[Entries supplied — start]

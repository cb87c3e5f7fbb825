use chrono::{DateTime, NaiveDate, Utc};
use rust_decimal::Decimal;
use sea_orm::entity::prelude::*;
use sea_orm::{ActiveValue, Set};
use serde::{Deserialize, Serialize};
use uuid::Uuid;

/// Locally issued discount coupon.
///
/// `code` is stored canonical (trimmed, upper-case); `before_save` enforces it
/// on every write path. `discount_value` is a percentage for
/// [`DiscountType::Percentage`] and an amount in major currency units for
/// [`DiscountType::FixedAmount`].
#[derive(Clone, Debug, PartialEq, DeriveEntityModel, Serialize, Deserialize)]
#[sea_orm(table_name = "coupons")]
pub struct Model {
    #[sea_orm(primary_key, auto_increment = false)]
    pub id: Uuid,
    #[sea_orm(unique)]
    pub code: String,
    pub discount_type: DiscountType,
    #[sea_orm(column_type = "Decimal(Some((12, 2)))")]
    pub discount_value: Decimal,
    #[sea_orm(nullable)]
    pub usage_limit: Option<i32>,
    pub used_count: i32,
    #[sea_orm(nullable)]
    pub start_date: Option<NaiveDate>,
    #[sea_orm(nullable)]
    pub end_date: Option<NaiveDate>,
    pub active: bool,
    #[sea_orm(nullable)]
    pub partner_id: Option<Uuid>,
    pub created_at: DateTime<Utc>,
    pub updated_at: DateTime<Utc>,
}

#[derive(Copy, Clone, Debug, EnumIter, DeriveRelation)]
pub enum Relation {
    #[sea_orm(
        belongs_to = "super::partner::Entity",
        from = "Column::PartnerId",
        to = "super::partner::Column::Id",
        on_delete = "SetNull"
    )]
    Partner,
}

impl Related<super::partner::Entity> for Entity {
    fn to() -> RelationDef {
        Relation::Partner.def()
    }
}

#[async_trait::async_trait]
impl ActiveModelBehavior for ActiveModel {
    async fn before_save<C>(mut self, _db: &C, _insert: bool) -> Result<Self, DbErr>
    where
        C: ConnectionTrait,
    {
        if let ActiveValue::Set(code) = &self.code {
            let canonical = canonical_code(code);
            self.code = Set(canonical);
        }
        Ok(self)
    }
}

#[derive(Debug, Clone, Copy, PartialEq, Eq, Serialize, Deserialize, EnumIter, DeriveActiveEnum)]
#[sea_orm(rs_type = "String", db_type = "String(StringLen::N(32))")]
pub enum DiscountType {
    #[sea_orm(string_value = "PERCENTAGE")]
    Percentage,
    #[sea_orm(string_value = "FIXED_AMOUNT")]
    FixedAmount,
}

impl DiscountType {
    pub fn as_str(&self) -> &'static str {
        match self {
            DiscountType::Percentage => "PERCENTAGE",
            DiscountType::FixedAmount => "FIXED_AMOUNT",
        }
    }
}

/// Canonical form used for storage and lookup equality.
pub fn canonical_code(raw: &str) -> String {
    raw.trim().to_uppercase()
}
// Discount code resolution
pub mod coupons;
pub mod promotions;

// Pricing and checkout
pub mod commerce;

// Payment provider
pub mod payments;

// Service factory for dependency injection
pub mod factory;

[Entries supplied — finish]
[Entries supplied — start]

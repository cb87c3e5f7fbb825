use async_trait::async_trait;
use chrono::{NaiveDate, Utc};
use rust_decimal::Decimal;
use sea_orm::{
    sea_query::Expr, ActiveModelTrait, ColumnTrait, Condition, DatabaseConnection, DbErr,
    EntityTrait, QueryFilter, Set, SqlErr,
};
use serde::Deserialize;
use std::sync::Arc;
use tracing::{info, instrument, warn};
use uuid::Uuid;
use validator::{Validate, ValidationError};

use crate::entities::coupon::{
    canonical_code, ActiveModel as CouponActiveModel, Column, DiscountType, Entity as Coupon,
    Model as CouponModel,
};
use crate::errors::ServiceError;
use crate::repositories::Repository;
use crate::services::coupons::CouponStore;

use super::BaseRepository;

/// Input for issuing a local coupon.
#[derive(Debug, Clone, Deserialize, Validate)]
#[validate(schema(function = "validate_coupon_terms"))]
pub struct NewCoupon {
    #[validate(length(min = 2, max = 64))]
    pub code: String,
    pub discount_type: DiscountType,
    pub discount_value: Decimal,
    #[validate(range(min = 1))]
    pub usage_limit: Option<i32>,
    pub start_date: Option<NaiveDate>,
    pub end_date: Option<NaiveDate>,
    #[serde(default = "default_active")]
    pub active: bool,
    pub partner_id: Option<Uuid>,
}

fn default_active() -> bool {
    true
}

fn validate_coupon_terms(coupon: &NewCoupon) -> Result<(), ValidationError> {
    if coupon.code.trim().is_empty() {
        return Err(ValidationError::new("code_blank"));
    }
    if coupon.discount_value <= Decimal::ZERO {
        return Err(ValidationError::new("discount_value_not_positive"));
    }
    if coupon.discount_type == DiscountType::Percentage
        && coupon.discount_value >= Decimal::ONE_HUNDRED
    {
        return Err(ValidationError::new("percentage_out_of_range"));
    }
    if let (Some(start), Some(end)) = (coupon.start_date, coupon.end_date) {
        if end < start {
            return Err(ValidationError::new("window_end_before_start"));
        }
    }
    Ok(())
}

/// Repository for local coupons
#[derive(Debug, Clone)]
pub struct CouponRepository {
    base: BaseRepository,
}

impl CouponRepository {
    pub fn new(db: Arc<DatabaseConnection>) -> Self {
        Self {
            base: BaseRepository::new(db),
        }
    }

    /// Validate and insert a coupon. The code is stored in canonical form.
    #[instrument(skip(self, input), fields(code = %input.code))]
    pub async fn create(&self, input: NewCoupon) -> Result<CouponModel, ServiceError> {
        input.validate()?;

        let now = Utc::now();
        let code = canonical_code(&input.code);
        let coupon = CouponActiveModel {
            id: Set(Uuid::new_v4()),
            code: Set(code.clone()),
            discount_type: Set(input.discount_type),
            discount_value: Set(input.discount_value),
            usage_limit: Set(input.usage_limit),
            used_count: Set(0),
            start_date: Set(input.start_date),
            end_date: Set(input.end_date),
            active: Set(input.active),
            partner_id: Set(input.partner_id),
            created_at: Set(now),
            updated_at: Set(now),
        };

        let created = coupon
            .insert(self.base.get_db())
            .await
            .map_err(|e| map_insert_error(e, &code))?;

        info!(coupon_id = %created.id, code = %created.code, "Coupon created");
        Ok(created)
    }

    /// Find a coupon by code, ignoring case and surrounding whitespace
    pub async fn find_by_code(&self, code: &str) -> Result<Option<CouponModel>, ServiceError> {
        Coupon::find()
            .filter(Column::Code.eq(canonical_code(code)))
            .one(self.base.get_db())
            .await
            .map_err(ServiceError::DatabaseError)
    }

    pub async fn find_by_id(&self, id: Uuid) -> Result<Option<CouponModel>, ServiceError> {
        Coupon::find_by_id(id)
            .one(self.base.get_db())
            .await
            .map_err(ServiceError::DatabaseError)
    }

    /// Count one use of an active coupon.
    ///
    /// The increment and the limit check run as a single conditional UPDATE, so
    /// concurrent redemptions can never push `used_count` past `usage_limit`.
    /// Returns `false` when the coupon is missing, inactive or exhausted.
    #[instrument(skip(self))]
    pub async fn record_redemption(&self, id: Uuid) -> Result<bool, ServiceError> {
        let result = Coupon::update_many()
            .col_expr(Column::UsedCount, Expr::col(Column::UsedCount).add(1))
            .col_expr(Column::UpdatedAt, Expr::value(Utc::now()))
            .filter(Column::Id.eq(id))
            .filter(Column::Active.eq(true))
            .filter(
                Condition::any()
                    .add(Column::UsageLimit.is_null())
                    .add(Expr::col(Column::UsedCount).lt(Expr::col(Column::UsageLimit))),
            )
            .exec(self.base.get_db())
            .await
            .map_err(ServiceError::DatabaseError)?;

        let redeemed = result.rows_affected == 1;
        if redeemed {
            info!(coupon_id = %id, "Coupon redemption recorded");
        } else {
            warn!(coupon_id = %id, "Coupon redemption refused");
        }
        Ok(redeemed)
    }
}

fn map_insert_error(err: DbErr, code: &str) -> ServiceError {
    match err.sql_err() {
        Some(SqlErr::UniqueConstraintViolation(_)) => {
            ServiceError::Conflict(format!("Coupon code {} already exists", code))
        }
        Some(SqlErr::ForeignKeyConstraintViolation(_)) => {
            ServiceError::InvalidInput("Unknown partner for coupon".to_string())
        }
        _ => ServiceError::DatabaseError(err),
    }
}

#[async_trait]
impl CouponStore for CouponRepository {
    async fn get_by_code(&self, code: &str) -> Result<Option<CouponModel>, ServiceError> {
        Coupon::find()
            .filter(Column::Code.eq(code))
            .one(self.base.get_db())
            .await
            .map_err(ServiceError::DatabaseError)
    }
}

[Entries supplied — finish]

▸ **About this task**
Find the word "CouponStore" in the records and pull out each line that has it.

▸ **Response**
use crate::services::coupons::CouponStore;
impl CouponStore for CouponRepository {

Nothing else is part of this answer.